MySQL Bugs: #120107: DISTINCT eliminates non-duplicate rows for JSON

Bug #120107	DISTINCT eliminates non-duplicate rows for JSON_OBJECTAGG results
Submitted:	19 Mar 8:40	Modified:	19 Mar 13:33
Reporter:	Wang Ojiken	Email Updates:
Status:	Verified	Impact on me:	None
Category:	MySQL Server: JSON	Severity:	S3 (Non-critical)
Version:	8.0.45	OS:	Any
Assigned to:		CPU Architecture:	Any

Description:
When using JSON_OBJECTAGG together with GROUP BY on a nullable column, adding DISTINCT to the outer SELECT incorrectly removes non-duplicate rows.

Specifically, the query:

SELECT DISTINCT JSON_OBJECTAGG('key', t1.c0)
FROM t1
GROUP BY t1.c0;

returns fewer rows than expected, even though the aggregated JSON results are semantically distinct.

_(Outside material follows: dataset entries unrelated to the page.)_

#[cfg(test)]
mod tests {
    use super::*;
    use crate::storage::kv::MockKeyValueStore;
    use crate::storage::{EVENTS_KEY, MemoryStore};
    use pretty_assertions::assert_eq;

    fn date(year: i32, month: u32, day: u32) -> NaiveDate {
        NaiveDate::from_ymd_opt(year, month, day).unwrap()
    }

    fn store_with_dentist() -> EventStore {
        let blob = r#"[{"id":"1","date":"2024-03-05","title":"Dentist"}]"#;
        EventStore::load(Box::new(MemoryStore::with_entry(EVENTS_KEY, blob)))
    }

    /// Backend that serves `blob` on read and rejects every write.
    fn store_with_failing_writes(blob: Option<&str>) -> EventStore {
        let blob = blob.map(str::to_string);
        let mut backend = MockKeyValueStore::new();
        backend.expect_get().returning(move |_| Ok(blob.clone()));
        backend
            .expect_set()
            .returning(|_, _| Err(StorageError::Io(std::io::Error::other("read-only"))));
        EventStore::load(Box::new(backend))
    }

    fn type_text(panel: &mut DayPanel, text: &str) {
        for c in text.chars() {
            panel.push_char(c);
        }
    }

    #[test]
    fn new_panel_is_closed() {
        let panel = DayPanel::new();
        assert_eq!(panel.state(), PanelState::Closed);
        assert!(!panel.is_open());
    }

    #[test]
    fn open_for_starts_composing_with_empty_input() {
        let mut panel = DayPanel::new();
        panel.open_for(date(2024, 3, 5));

        assert_eq!(panel.state(), PanelState::Composing);
        assert_eq!(panel.input(), "");
        assert_eq!(panel.focus(), Some(PanelFocus::Input));
    }

    #[test]
    fn reopening_on_new_date_clears_edit_state() {
        let store = store_with_dentist();
        let mut panel = DayPanel::new();
        panel.open_for(date(2024, 3, 5));
        panel.select_for_edit(store.get("1").unwrap());

        panel.open_for(date(2024, 3, 6));

        assert_eq!(panel.state(), PanelState::Composing);
        assert_eq!(panel.input(), "");
        assert_eq!(panel.date(), Some(date(2024, 3, 6)));
    }

    #[test]
    fn empty_submit_is_disabled_and_changes_nothing() {
        let mut store = EventStore::in_memory();
        let mut panel = DayPanel::new();
        panel.open_for(date(2024, 3, 5));

        assert!(!panel.can_submit(&store));
        assert_eq!(panel.submit(&mut store).unwrap(), SubmitOutcome::Ignored);
        assert!(store.is_empty());
        assert_eq!(panel.state(), PanelState::Composing);
    }

    #[test]
    fn whitespace_submit_is_disabled() {
        let mut store = EventStore::in_memory();
        let mut panel = DayPanel::new();
        panel.open_for(date(2024, 3, 5));
        type_text(&mut panel, "   ");

        assert!(!panel.can_submit(&store));
        assert_eq!(panel.submit(&mut store).unwrap(), SubmitOutcome::Ignored);
        assert_eq!(panel.input(), "   ");
    }

    #[test]
    fn submit_while_composing_adds_event_and_stays_composing() {
        let mut store = EventStore::in_memory();
        let mut panel = DayPanel::new();
        panel.open_for(date(2024, 3, 5));
        type_text(&mut panel, "Dentist");

        assert!(panel.can_submit(&store));
        let SubmitOutcome::Added(id) = panel.submit(&mut store).unwrap() else {
            panic!("expected an added event");
        };

        assert_eq!(store.len(), 1);
        let added = store.get(&id).unwrap();
        assert_eq!(added.date, "2024-03-05");
        assert_eq!(added.title, "Dentist");
        assert_eq!(panel.state(), PanelState::Composing);
        assert_eq!(panel.input(), "");
    }

    #[test]
    fn editing_flow_enables_submit_only_after_change() {
        let mut store = store_with_dentist();
        let mut panel = DayPanel::new();
        panel.open_for(date(2024, 3, 5));

        panel.select_for_edit(store.get("1").unwrap());
        assert_eq!(panel.state(), PanelState::Editing("1"));
        assert_eq!(panel.input(), "Dentist");
        assert!(!panel.can_submit(&store));
        assert_eq!(panel.submit(&mut store).unwrap(), SubmitOutcome::Ignored);
        assert_eq!(panel.state(), PanelState::Editing("1"));

        panel.set_input("Dentist 3pm");
        assert!(panel.can_submit(&store));
        assert_eq!(
            panel.submit(&mut store).unwrap(),
            SubmitOutcome::Updated("1".to_string())
        );

        let updated = store.get("1").unwrap();
        assert_eq!(updated.title, "Dentist 3pm");
        assert_eq!(updated.date, "2024-03-05");
        assert_eq!(store.len(), 1);
        assert_eq!(panel.state(), PanelState::Composing);
        assert_eq!(panel.input(), "");
    }

    #[test]
    fn padded_unchanged_title_is_still_disabled() {
        let store = store_with_dentist();
        let mut panel = DayPanel::new();
        panel.open_for(date(2024, 3, 5));
        panel.select_for_edit(store.get("1").unwrap());

        panel.set_input("  Dentist ");

        assert!(!panel.can_submit(&store));
    }

    #[test]
    fn cancel_edit_returns_to_composing() {
        let store = store_with_dentist();
        let mut panel = DayPanel::new();
        panel.open_for(date(2024, 3, 5));
        panel.select_for_edit(store.get("1").unwrap());

        panel.cancel_edit();

        assert_eq!(panel.state(), PanelState::Composing);
        assert_eq!(panel.input(), "");
    }

    #[test]
    fn escape_while_composing_keeps_draft() {
        let mut panel = DayPanel::new();
        panel.open_for(date(2024, 3, 5));
        type_text(&mut panel, "Gym");

        panel.escape();

        assert_eq!(panel.state(), PanelState::Composing);
        assert_eq!(panel.input(), "Gym");
    }

    #[test]
    fn deleting_edited_event_returns_to_composing() {
        let mut store = store_with_dentist();
        let mut panel = DayPanel::new();
        panel.open_for(date(2024, 3, 5));
        panel.select_for_edit(store.get("1").unwrap());
        panel.set_input("Dentist 3pm");

        assert!(panel.delete("1", &mut store).unwrap());

        assert_eq!(panel.state(), PanelState::Composing);
        assert_eq!(panel.input(), "");
        assert!(store.is_empty());
    }

    #[test]
    fn deleting_other_event_keeps_edit_state() {
        let mut store = store_with_dentist();
        let mut panel = DayPanel::new();
        panel.open_for(date(2024, 3, 5));
        let other = store.add(date(2024, 3, 5), "Gym").unwrap().unwrap();
        panel.select_for_edit(store.get("1").unwrap());

        panel.delete(&other, &mut store).unwrap();

        assert_eq!(panel.state(), PanelState::Editing("1"));
        assert_eq!(panel.input(), "Dentist");
    }

    #[test]
    fn submit_after_target_vanished_drops_cursor() {
        let mut store = store_with_dentist();
        let mut panel = DayPanel::new();
        panel.open_for(date(2024, 3, 5));
        panel.select_for_edit(store.get("1").unwrap());
        panel.set_input("Renamed");
        store.remove("1").unwrap();

        assert!(!panel.can_submit(&store));
        assert_eq!(panel.submit(&mut store).unwrap(), SubmitOutcome::Ignored);
        assert_eq!(panel.state(), PanelState::Composing);
        assert!(store.is_empty());
    }

    #[test]
    fn close_discards_draft() {
        let mut store = EventStore::in_memory();
        let mut panel = DayPanel::new();
        panel.open_for(date(2024, 3, 5));
        type_text(&mut panel, "Unsaved");

        panel.close();

        assert_eq!(panel.state(), PanelState::Closed);
        assert_eq!(panel.input(), "");
        assert_eq!(panel.submit(&mut store).unwrap(), SubmitOutcome::Ignored);
        assert!(store.is_empty());
    }

    #[test]
    fn highlight_is_clamped_to_day_events() {
        let mut store = EventStore::in_memory();
        let day = date(2024, 3, 5);
        store.add(day, "A").unwrap();
        store.add(day, "B").unwrap();
        store.add(date(2024, 3, 6), "Elsewhere").unwrap();
        let mut panel = DayPanel::new();
        panel.open_for(day);

        panel.move_highlight_down(&store);
        panel.move_highlight_down(&store);
        assert_eq!(panel.highlighted(), 1);
        assert_eq!(panel.highlighted_event(&store).map(|e| e.title.as_str()), Some("B"));

        let id = panel.highlighted_event(&store).unwrap().id.clone();
        panel.delete(&id, &mut store).unwrap();
        assert_eq!(panel.highlighted(), 0);
    }

    #[test]
    fn failed_flush_on_add_spends_draft_so_retry_cannot_duplicate() {
        let mut store = store_with_failing_writes(None);
        let mut panel = DayPanel::new();
        panel.open_for(date(2024, 3, 5));
        type_text(&mut panel, "Dentist");

        assert!(panel.submit(&mut store).is_err());
        assert_eq!(store.len(), 1);
        assert_eq!(panel.input(), "");
        assert_eq!(panel.state(), PanelState::Composing);
        assert!(!panel.can_submit(&store));

        assert_eq!(panel.submit(&mut store).unwrap(), SubmitOutcome::Ignored);
        assert_eq!(store.len(), 1);
    }

    #[test]
    fn failed_flush_on_edit_still_leaves_edit_mode() {
        let blob = r#"[{"id":"1","date":"2024-03-05","title":"Dentist"}]"#;
        let mut store = store_with_failing_writes(Some(blob));
        let mut panel = DayPanel::new();
        panel.open_for(date(2024, 3, 5));
        panel.select_for_edit(store.get("1").unwrap());
        panel.set_input("Dentist 3pm");

        assert!(panel.submit(&mut store).is_err());

        assert_eq!(store.get("1").unwrap().title, "Dentist 3pm");
        assert_eq!(panel.state(), PanelState::Composing);
        assert_eq!(panel.input(), "");
    }

    #[test]
    fn failed_flush_on_delete_still_resets_edit_state() {
        let blob = r#"[{"id":"1","date":"2024-03-05","title":"Dentist"}]"#;
        let mut store = store_with_failing_writes(Some(blob));
        let mut panel = DayPanel::new();
        panel.open_for(date(2024, 3, 5));
        panel.select_for_edit(store.get("1").unwrap());

        assert!(panel.delete("1", &mut store).is_err());

        assert!(store.is_empty());
        assert_eq!(panel.state(), PanelState::Composing);
        assert_eq!(panel.input(), "");
        assert_eq!(panel.highlighted(), 0);
    }
}
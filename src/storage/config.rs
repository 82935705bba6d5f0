use serde::{Deserialize, Serialize};
use std::path::PathBuf;
use thiserror::Error;

use crate::calendar::WeekStart;

#[derive(Debug, Error)]
pub enum ConfigError {
    #[error("Failed to read config file: {0}")]
    ReadError(#[from] std::io::Error),
    #[error("Failed to parse config: {0}")]
    ParseError(#[from] toml::de::Error),
    #[error("Failed to serialize config: {0}")]
    SerializeError(#[from] toml::ser::Error),
}

#[derive(Debug, Clone, Default, Serialize, Deserialize, PartialEq)]
pub struct Config {
    #[serde(default)]
    pub storage: StorageConfig,
    #[serde(default)]
    pub ui: UiConfig,
}

#[derive(Debug, Clone, Copy, Serialize, Deserialize, PartialEq, Eq)]
#[serde(rename_all = "lowercase")]
pub enum Backend {
    Sqlite,
    File,
    Memory,
}

#[derive(Debug, Clone, Serialize, Deserialize, PartialEq)]
pub struct StorageConfig {
    pub backend: Backend,
    /// Database file for `sqlite`, directory for `file`. Unused for `memory`.
    pub path: PathBuf,
}

#[derive(Debug, Clone, Serialize, Deserialize, PartialEq)]
pub struct UiConfig {
    #[serde(default)]
    pub week_start: WeekStart,
    #[serde(default = "default_theme")]
    pub theme: String,
}

fn default_theme() -> String {
    "default".to_string()
}

fn data_dir() -> PathBuf {
    dirs::data_dir()
        .unwrap_or_else(|| PathBuf::from("."))
        .join("calpad")
}

impl Config {
    pub fn from_toml(content: &str) -> Result<Self, ConfigError> {
        toml::from_str(content).map_err(ConfigError::from)
    }

    pub fn load_or_create() -> Result<Self, ConfigError> {
        let config_path = Self::config_path();

        if config_path.exists() {
            let content = std::fs::read_to_string(&config_path)?;
            Self::from_toml(&content)
        } else {
            let config = Self::default();
            config.save()?;
            tracing::info!("Wrote default config to {}", config_path.display());
            Ok(config)
        }
    }

    pub fn config_dir() -> PathBuf {
        dirs::config_dir()
            .unwrap_or_else(|| PathBuf::from("."))
            .join("calpad")
    }

    pub fn config_path() -> PathBuf {
        Self::config_dir().join("config.toml")
    }

    pub fn save(&self) -> Result<(), ConfigError> {
        let config_path = Self::config_path();

        if let Some(parent) = config_path.parent() {
            std::fs::create_dir_all(parent)?;
        }

        let content = toml::to_string_pretty(self)?;
        std::fs::write(&config_path, content)?;

        Ok(())
    }
}

impl Default for StorageConfig {
    fn default() -> Self {
        Self {
            backend: Backend::Sqlite,
            path: data_dir().join("calpad.db"),
        }
    }
}

impl Default for UiConfig {
    fn default() -> Self {
        Self {
            week_start: WeekStart::Sunday,
            theme: default_theme(),
        }
    }
}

This indicates that MySQL incorrectly treats distinct JSON objects as duplicates during DISTINCT processing, likely due to improper comparison or internal normalization of JSON values.

How to repeat:
DROP TABLE IF EXISTS t1;
CREATE TABLE t1 (
    c0 DECIMAL
);

INSERT INTO t1 (c0) VALUES (0);
INSERT INTO t1 (c0) VALUES (NULL);

-- Query 1 (baseline)
SELECT JSON_OBJECTAGG('key', t1.c0)
FROM t1
GROUP BY t1.c0;

-- Query 2 (with DISTINCT)
SELECT DISTINCT JSON_OBJECTAGG('key', t1.c0)
FROM t1
GROUP BY t1.c0;

Expected result:

Query 1:
{"key": null}
{"key": 0}

Query 2 (DISTINCT should not remove any rows):
{"key": null}
{"key": 0}

Actual result:
Query 1:
{"key": null}
{"key": 0}
Query 2:
{"key": null}

Suggested fix:
Ensure that DISTINCT comparison over JSON values correctly distinguishes semantically different JSON objects, especially when values differ (e.g., null vs 0).

The issue may stem from:
	•	Improper JSON comparison logic
	•	Incorrect hashing or canonicalization of JSON values
	•	Or unintended interaction between DISTINCT and GROUP BY during optimization

A fix should ensure that JSON values are compared based on their full semantic content rather than simplified or lossy internal representations.

Thank you for the bug report.
Verified as described.